Rediscovering the Usenet via Google Groups

Earlier this morning, I saw a blog entry that mentioned Google is now offering RSS feeds for Google Groups.  I immediately wondered if there was anything worthwhile to subscribe to since I believed that most people had already joined various mailing lists years ago for information related to hobbies, interests, and special products and services.

I had already joined a couple of different Google Groups several months or a couple of years ago and discovered that there was very little traffic or a reason to pay a return visit often.

The most interesting part of Google Groups is the fact that Google had acquired Deja.com's archive of Usenet News postings in February 2001.

For those who may not know or remember this piece of internet history, Usenet News existed to a certain degree before mailing lists rose in popularity and were somewhat reserved for those who knew how to access the messages and threads through Usenet reader programs. 

The learning curve was not really that high, but you had to be really interested in learning the steps necessary to actually use the Usenet on a daily basis. 

Google Groups with RSS feeds makes it possible to incorporate the Usenet into your daily life or to have immediate access whenever you remember that you have another tool and resource available to find information that interests you.

Microsoft had included an usenet reader program built into the free program Outlook Express (included within Windows) many years ago and it is still available within Outlook.  I believe that Outlook Express is still the main component to access Usenet groups within Outlook though.

Most people years ago had and probably still have no clue of how to find, read, and gain access Usenet groups even though the ability is still on their desktop computers everyday.  Google Groups simply made it easier to use the Usenet groups.

Mailing lists increased so much in popularity that it was the old die-hards that would not give up using the Usenet and probably have been the same people who have continued to use Google Groups.

Usenet groups were the places where one of the earliest forms of spam was found.  I know that I contributed my share back in the days when I was still experimenting to discover what would really work online in terms of e-commerce.  The Usenet is probably the greatest reason that I receive the large amount of spam that I do (until I started using Gmail as a spam filter and my primary e-mail program).

So to avoid spam, use
Google Groups instead.

Google's acquisition of the Usenet archives also really provides a better timeline of the internet in my opinion than any other archive since it predates the world wide web as a browser and user interface for accessing information within a more graphical form.

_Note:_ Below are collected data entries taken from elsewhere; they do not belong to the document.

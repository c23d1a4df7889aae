//! # Storage profile resource
//!
//! This module provide the storage profile reconciler. File system locations
//! cannot be modified in place, changing them replaces the profile.

use std::sync::Arc;

use async_trait::async_trait;
use schemars::JsonSchema;
use serde::{Deserialize, Serialize};
use serde_json::Value;
use tracing::debug;

use crate::svc::{
    deadline::model::{
        CreateStorageProfileRequest, DeleteStorageProfileRequest, FileSystemLocation,
        StorageProfile, StorageProfileOperatingSystemFamily, UpdateStorageProfileRequest,
    },
    engine::{self, prune, Context, Error, Kind, Operation},
    resource::split_import_id,
    translate::{
        self,
        storage::{resolve_os_family, FileSystemLocationBlock},
    },
};

// -----------------------------------------------------------------------------
// Spec structure

#[derive(JsonSchema, Serialize, Deserialize, PartialEq, Eq, Clone, Debug)]
pub struct Spec {
    #[serde(rename = "farm_id")]
    pub farm_id: String,
    #[serde(rename = "display_name")]
    pub display_name: String,
    #[serde(rename = "os_family", default, skip_serializing_if = "Option::is_none")]
    pub os_family: Option<String>,
    #[serde(rename = "file_system_locations", default)]
    pub file_system_locations: Vec<FileSystemLocationBlock>,
}

impl Spec {
    fn request(&self) -> Result<CreateStorageProfileRequest, translate::Error> {
        Ok(CreateStorageProfileRequest {
            farm_id: self.farm_id.to_owned(),
            display_name: self.display_name.to_owned(),
            os_family: resolve_os_family(self.os_family.as_deref()),
            file_system_locations: translate::storage::file_system_locations(
                &self.file_system_locations,
            )?,
        })
    }
}

// -----------------------------------------------------------------------------
// Observed structure

#[derive(Serialize, Deserialize, PartialEq, Eq, Clone, Debug)]
pub struct Observed {
    #[serde(rename = "id")]
    pub id: String,
    #[serde(rename = "farm_id")]
    pub farm_id: String,
    #[serde(rename = "display_name")]
    pub display_name: String,
    #[serde(rename = "os_family")]
    pub os_family: StorageProfileOperatingSystemFamily,
    #[serde(rename = "file_system_locations")]
    pub file_system_locations: Vec<FileSystemLocation>,
}

impl From<StorageProfile> for Observed {
    fn from(profile: StorageProfile) -> Self {
        Self {
            id: profile.storage_profile_id,
            farm_id: profile.farm_id,
            display_name: profile.display_name,
            os_family: profile.os_family,
            file_system_locations: profile.file_system_locations,
        }
    }
}

// -----------------------------------------------------------------------------
// Reconciler structure

#[derive(Clone, Default, Debug)]
pub struct Reconciler {}

#[async_trait]
impl engine::Reconciler for Reconciler {
    type Declared = Spec;
    type Observed = Observed;

    const KIND: Kind = Kind::StorageProfile;

    fn id(observed: &Observed) -> String {
        observed.id.to_owned()
    }

    fn immutable() -> &'static [&'static str] {
        &["farm_id", "file_system_locations"]
    }

    fn desired(declared: &Spec) -> Result<Value, Error> {
        let request = declared
            .request()
            .map_err(|err| Error::configuration(Operation::Update, Self::KIND, err))?;

        let desired = serde_json::json!({
            "farm_id": request.farm_id,
            "display_name": request.display_name,
            "os_family": request.os_family,
            "file_system_locations": request.file_system_locations,
        });

        Ok(prune(desired))
    }

    fn preview(declared: &Spec) -> Result<Value, Error> {
        let request = declared
            .request()
            .map_err(|err| Error::configuration(Operation::Create, Self::KIND, err))?;

        serde_json::to_value(request).map_err(|err| Error::diff(Self::KIND, err))
    }

    async fn create(ctx: Arc<Context>, declared: &Spec) -> Result<Observed, Error> {
        let request = declared
            .request()
            .map_err(|err| Error::configuration(Operation::Create, Self::KIND, err))?;

        debug!(kind = %Self::KIND, farm = &declared.farm_id, locations = request.file_system_locations.len(), "Create storage profile");
        let response = ctx
            .client
            .create_storage_profile(&request)
            .await
            .map_err(|err| Error::remote(Operation::Create, Self::KIND, "", err))?;

        if response.storage_profile_id.is_empty() {
            return Err(Error::empty_identifier(Self::KIND));
        }

        Ok(Observed {
            id: response.storage_profile_id,
            farm_id: request.farm_id,
            display_name: request.display_name,
            os_family: request.os_family,
            file_system_locations: request.file_system_locations,
        })
    }

    async fn read(ctx: Arc<Context>, observed: &Observed) -> Result<Observed, Error> {
        ctx.client
            .get_storage_profile(&observed.farm_id, &observed.id)
            .await
            .map(Observed::from)
            .map_err(|err| Error::remote(Operation::Read, Self::KIND, &observed.id, err))
    }

    async fn update(ctx: Arc<Context>, declared: &Spec, observed: &Observed) -> Result<Observed, Error> {
        let desired = declared
            .request()
            .map_err(|err| Error::configuration(Operation::Update, Self::KIND, err))?;

        if desired.farm_id != observed.farm_id {
            return Err(Error::replacement(
                Self::KIND,
                &observed.id,
                "storage profile cannot be moved to another farm",
            ));
        }

        if desired.file_system_locations != observed.file_system_locations {
            return Err(Error::replacement(
                Self::KIND,
                &observed.id,
                "file system locations cannot be modified in place",
            ));
        }

        let request = UpdateStorageProfileRequest {
            farm_id: observed.farm_id.to_owned(),
            storage_profile_id: observed.id.to_owned(),
            display_name: Some(desired.display_name.to_owned()),
            os_family: Some(desired.os_family),
        };

        ctx.client
            .update_storage_profile(&request)
            .await
            .map_err(|err| Error::remote(Operation::Update, Self::KIND, &observed.id, err))?;

        Ok(Observed {
            id: observed.id.to_owned(),
            farm_id: observed.farm_id.to_owned(),
            display_name: desired.display_name,
            os_family: desired.os_family,
            file_system_locations: observed.file_system_locations.to_owned(),
        })
    }

    async fn delete(ctx: Arc<Context>, observed: &Observed) -> Result<(), Error> {
        let request = DeleteStorageProfileRequest {
            farm_id: observed.farm_id.to_owned(),
            storage_profile_id: observed.id.to_owned(),
        };

        ctx.client
            .delete_storage_profile(&request)
            .await
            .map_err(|err| Error::remote(Operation::Delete, Self::KIND, &observed.id, err))
    }

    /// the identifier is `<farm_id>/<storage_profile_id>`
    async fn import(ctx: Arc<Context>, id: &str) -> Result<Observed, Error> {
        let members = split_import_id(id, 2).ok_or_else(|| {
            Error::configuration(
                Operation::Import,
                Self::KIND,
                format!(
                    "identifier '{}' must be formatted as '<farm_id>/<storage_profile_id>'",
                    id
                ),
            )
        })?;

        ctx.client
            .get_storage_profile(&members[0], &members[1])
            .await
            .map(Observed::from)
            .map_err(|err| Error::remote(Operation::Import, Self::KIND, id, err))
    }
}

#[cfg(test)]
mod tests {
    use super::*;
    use crate::svc::{
        cfg::Configuration,
        deadline::{memory::Memory, model::FileSystemLocationType},
        engine::{Plan, Reconciler as _},
    };

    fn context() -> (Arc<Memory>, Arc<Context>) {
        let memory = Arc::new(Memory::default());
        let ctx = Context::new(memory.to_owned(), Arc::new(Configuration::default()));

        (memory, Arc::new(ctx))
    }

    fn location(name: &str, kind: &str) -> FileSystemLocationBlock {
        FileSystemLocationBlock {
            name: name.to_string(),
            path: format!("/mnt/{}", name),
            kind: kind.to_string(),
        }
    }

    fn spec() -> Spec {
        Spec {
            farm_id: "farm-1".to_string(),
            display_name: "linux workers".to_string(),
            os_family: Some("linux".to_string()),
            file_system_locations: vec![location("assets", "shared")],
        }
    }

    #[tokio::test]
    async fn create_translates_locations() {
        let (_, ctx) = context();

        let created = Reconciler::create(ctx.to_owned(), &spec())
            .await
            .expect("storage profile to be created");
        assert_eq!(StorageProfileOperatingSystemFamily::Linux, created.os_family);
        assert_eq!(
            vec![FileSystemLocation {
                name: "assets".to_string(),
                path: "/mnt/assets".to_string(),
                kind: FileSystemLocationType::Shared,
            }],
            created.file_system_locations
        );

        let read = Reconciler::read(ctx, &created)
            .await
            .expect("storage profile to be read");
        assert_eq!(created, read);
        assert_eq!(Ok(Plan::NoOp), Reconciler::plan(&spec(), &read));
    }

    #[tokio::test]
    async fn create_requires_a_location() {
        let (memory, ctx) = context();
        let mut declared = spec();
        declared.file_system_locations = vec![];

        assert!(matches!(
            Reconciler::create(ctx, &declared).await,
            Err(Error::Configuration { operation: Operation::Create, .. })
        ));
        assert!(memory.calls().is_empty());
    }

    #[tokio::test]
    async fn update_renames_in_place() {
        let (_, ctx) = context();
        let created = Reconciler::create(ctx.to_owned(), &spec())
            .await
            .expect("storage profile to be created");

        let mut declared = spec();
        declared.display_name = "render nodes".to_string();
        assert_eq!(
            Ok(Plan::Update {
                fields: vec!["display_name".to_string()]
            }),
            Reconciler::plan(&declared, &created)
        );

        let updated = Reconciler::update(ctx.to_owned(), &declared, &created)
            .await
            .expect("storage profile to be updated");
        let read = Reconciler::read(ctx, &updated)
            .await
            .expect("storage profile to be read");
        assert_eq!(updated, read);
    }

    #[tokio::test]
    async fn location_change_requires_replacement() {
        let (_, ctx) = context();
        let created = Reconciler::create(ctx.to_owned(), &spec())
            .await
            .expect("storage profile to be created");

        let mut declared = spec();
        declared.file_system_locations.push(location("cache", "local"));
        assert_eq!(
            Ok(Plan::Replace {
                fields: vec!["file_system_locations".to_string()]
            }),
            Reconciler::plan(&declared, &created)
        );

        assert!(matches!(
            Reconciler::update(ctx, &declared, &created).await,
            Err(Error::ReplacementRequired { .. })
        ));
    }
}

I also read this morning that the first Usenet message was posted in 1979 while Google's archive and timeline goes back to May 11, 1981.  Check out the timeline and you will some interesting moments of history shown.  My earliest message (that is still able to be located) ever sent via the Usenet was on November 25, 1995 shortly after I founded TNL Internet Solutions on November 1, 1995.

Google started taking Deja's archive of the Usenet to another level shortly after acquiring the company.  When Google Groups was incorporated into a Google Account, it virtually eliminated any storage space requirements that would eventually tax your local computer.  In a way, keeping your favorite Usenet messages was just as important back in the day as keeping your e-mail for those of us who are digital pack-rats.

Google's way of easing the local computer's storage space requirements have been nothing short of amazing and such strategies have changed the way business is now conducted online. 

Google is essentially cataloguing the entire internet on a micro and macro level and their advertisements which appear on each page justify the costs in providing the services for free as well as for the individual in giving up the personal right or desire to have to buy more hard drive space to keep all of your data (regardless of how relevant it actually maybe).  This is why you will see more services being offered for free when you would have had to pay an individual price to stay current or keep your data in the past.

The reason that Google Groups is now important is that you can continue to find more information in a growing variety of ways than you ever could before.  Now you can even go to Google Groups and search places that you probably did not know existed before.

If the Usenet groups had successfully crossed over to join Google Groups or still exist, these groups represent some of the best places to obtain information by some of the most in-depth, knowledgeable, and fanatical users imaginable.  The people that you will find there really know their stuff!!!

I simply wish that I had a list of the Usenet groups that I had subscribed to years ago although I have found many of them where I had either posted a message to them through the search capability built into Google Groups.